Stored data entries:
■ ■ ■ ■ ■

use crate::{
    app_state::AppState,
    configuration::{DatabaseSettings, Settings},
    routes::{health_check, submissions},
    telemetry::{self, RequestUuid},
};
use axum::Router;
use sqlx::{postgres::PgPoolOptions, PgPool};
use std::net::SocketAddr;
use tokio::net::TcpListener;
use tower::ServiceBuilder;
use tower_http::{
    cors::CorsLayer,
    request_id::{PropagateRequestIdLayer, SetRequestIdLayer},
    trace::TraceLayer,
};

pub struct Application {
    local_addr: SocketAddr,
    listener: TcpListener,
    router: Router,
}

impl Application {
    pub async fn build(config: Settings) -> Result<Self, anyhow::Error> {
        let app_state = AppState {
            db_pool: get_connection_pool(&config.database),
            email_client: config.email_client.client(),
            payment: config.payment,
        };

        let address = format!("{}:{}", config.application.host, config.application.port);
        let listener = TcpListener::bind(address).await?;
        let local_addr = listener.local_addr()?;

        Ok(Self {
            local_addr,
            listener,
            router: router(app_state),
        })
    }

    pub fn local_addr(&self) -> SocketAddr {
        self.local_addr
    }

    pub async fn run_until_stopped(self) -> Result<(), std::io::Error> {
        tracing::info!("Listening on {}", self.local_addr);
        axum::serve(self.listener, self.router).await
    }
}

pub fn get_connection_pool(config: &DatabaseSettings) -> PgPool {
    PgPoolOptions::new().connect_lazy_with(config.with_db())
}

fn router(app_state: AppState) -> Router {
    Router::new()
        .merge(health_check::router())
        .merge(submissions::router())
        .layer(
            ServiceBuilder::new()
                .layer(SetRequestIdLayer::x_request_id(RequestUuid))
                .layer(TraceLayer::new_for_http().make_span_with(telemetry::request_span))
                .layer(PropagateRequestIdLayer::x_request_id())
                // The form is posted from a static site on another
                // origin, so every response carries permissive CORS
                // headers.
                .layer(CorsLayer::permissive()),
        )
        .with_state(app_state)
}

■ ■ ■ ■ ■

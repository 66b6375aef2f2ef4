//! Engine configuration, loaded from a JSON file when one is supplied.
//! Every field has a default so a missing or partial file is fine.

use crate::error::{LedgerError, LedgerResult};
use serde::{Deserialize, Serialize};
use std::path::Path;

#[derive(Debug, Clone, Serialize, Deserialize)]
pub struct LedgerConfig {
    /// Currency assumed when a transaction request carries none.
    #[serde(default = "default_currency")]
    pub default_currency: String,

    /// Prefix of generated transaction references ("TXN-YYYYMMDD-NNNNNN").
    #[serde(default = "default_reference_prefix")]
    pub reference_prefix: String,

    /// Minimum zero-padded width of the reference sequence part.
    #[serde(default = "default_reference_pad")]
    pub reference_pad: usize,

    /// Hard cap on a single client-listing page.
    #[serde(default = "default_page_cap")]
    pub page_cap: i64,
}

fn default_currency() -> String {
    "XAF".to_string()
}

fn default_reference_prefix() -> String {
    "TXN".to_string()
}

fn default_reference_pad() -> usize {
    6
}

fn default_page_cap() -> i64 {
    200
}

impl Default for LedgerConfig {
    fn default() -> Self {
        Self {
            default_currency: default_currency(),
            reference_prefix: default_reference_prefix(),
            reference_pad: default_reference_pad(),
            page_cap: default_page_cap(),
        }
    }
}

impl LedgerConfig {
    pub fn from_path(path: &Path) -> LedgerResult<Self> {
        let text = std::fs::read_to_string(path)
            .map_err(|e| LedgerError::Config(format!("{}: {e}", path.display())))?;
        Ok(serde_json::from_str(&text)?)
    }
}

■ ■ ■ ■ ■

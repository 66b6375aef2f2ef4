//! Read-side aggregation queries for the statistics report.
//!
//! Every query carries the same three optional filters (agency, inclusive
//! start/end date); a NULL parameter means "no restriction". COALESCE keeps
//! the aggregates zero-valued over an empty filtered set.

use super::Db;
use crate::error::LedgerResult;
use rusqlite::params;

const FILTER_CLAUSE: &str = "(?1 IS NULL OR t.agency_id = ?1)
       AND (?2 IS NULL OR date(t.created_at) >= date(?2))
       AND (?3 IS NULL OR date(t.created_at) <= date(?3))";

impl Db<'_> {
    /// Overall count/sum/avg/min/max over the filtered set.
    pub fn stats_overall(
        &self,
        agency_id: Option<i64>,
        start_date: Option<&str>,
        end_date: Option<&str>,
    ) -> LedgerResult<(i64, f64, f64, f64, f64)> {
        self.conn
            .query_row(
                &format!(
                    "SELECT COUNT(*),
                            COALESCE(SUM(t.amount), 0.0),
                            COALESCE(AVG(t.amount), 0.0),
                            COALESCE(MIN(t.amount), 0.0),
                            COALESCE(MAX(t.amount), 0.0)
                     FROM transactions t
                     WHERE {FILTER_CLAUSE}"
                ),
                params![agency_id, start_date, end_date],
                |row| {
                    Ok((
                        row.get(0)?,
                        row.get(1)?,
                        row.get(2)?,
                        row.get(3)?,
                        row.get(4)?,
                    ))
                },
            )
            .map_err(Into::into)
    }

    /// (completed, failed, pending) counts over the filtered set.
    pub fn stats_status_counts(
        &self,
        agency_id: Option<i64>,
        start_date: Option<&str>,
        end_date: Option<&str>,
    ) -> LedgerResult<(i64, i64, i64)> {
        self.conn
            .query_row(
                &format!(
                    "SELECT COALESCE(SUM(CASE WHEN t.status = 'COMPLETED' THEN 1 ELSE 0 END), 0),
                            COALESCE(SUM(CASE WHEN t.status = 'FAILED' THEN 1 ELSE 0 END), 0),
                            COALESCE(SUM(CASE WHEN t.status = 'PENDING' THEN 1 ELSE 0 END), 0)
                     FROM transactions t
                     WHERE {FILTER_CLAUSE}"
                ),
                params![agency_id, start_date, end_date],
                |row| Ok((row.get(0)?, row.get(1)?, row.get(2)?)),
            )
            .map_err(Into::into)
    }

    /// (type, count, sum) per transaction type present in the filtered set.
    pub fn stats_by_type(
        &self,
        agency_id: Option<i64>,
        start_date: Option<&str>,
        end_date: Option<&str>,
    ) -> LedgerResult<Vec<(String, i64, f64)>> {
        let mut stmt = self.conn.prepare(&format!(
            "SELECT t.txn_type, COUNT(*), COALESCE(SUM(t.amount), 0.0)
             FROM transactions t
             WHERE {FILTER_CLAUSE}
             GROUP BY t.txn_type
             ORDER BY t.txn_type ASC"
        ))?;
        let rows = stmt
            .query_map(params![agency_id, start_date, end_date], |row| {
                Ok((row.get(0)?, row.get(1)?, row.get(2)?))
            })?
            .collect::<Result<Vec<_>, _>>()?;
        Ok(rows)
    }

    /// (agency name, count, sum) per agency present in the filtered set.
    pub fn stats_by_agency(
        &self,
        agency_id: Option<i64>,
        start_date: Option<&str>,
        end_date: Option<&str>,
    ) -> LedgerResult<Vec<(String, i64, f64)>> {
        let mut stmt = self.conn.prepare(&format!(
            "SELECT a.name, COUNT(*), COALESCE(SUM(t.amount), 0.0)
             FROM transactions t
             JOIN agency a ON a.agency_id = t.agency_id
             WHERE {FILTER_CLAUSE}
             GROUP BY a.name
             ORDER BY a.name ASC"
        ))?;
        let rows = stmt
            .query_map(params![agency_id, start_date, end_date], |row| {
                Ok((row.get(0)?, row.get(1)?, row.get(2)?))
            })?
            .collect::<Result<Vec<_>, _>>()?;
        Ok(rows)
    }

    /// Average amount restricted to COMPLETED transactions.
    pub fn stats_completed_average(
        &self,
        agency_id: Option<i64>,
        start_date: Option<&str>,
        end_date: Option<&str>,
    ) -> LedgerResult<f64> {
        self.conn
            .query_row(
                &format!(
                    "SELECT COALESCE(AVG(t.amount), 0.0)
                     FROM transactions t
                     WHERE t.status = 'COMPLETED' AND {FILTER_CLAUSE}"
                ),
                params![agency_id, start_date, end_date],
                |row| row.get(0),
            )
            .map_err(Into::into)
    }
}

■ ■ ■ ■ ■

Work item: Whenever a line of the data includes the word "Deserialize", show that line in full.

Response to the exercise:
use serde::{Deserialize, Serialize};
#[derive(Debug, Clone, Serialize, Deserialize)]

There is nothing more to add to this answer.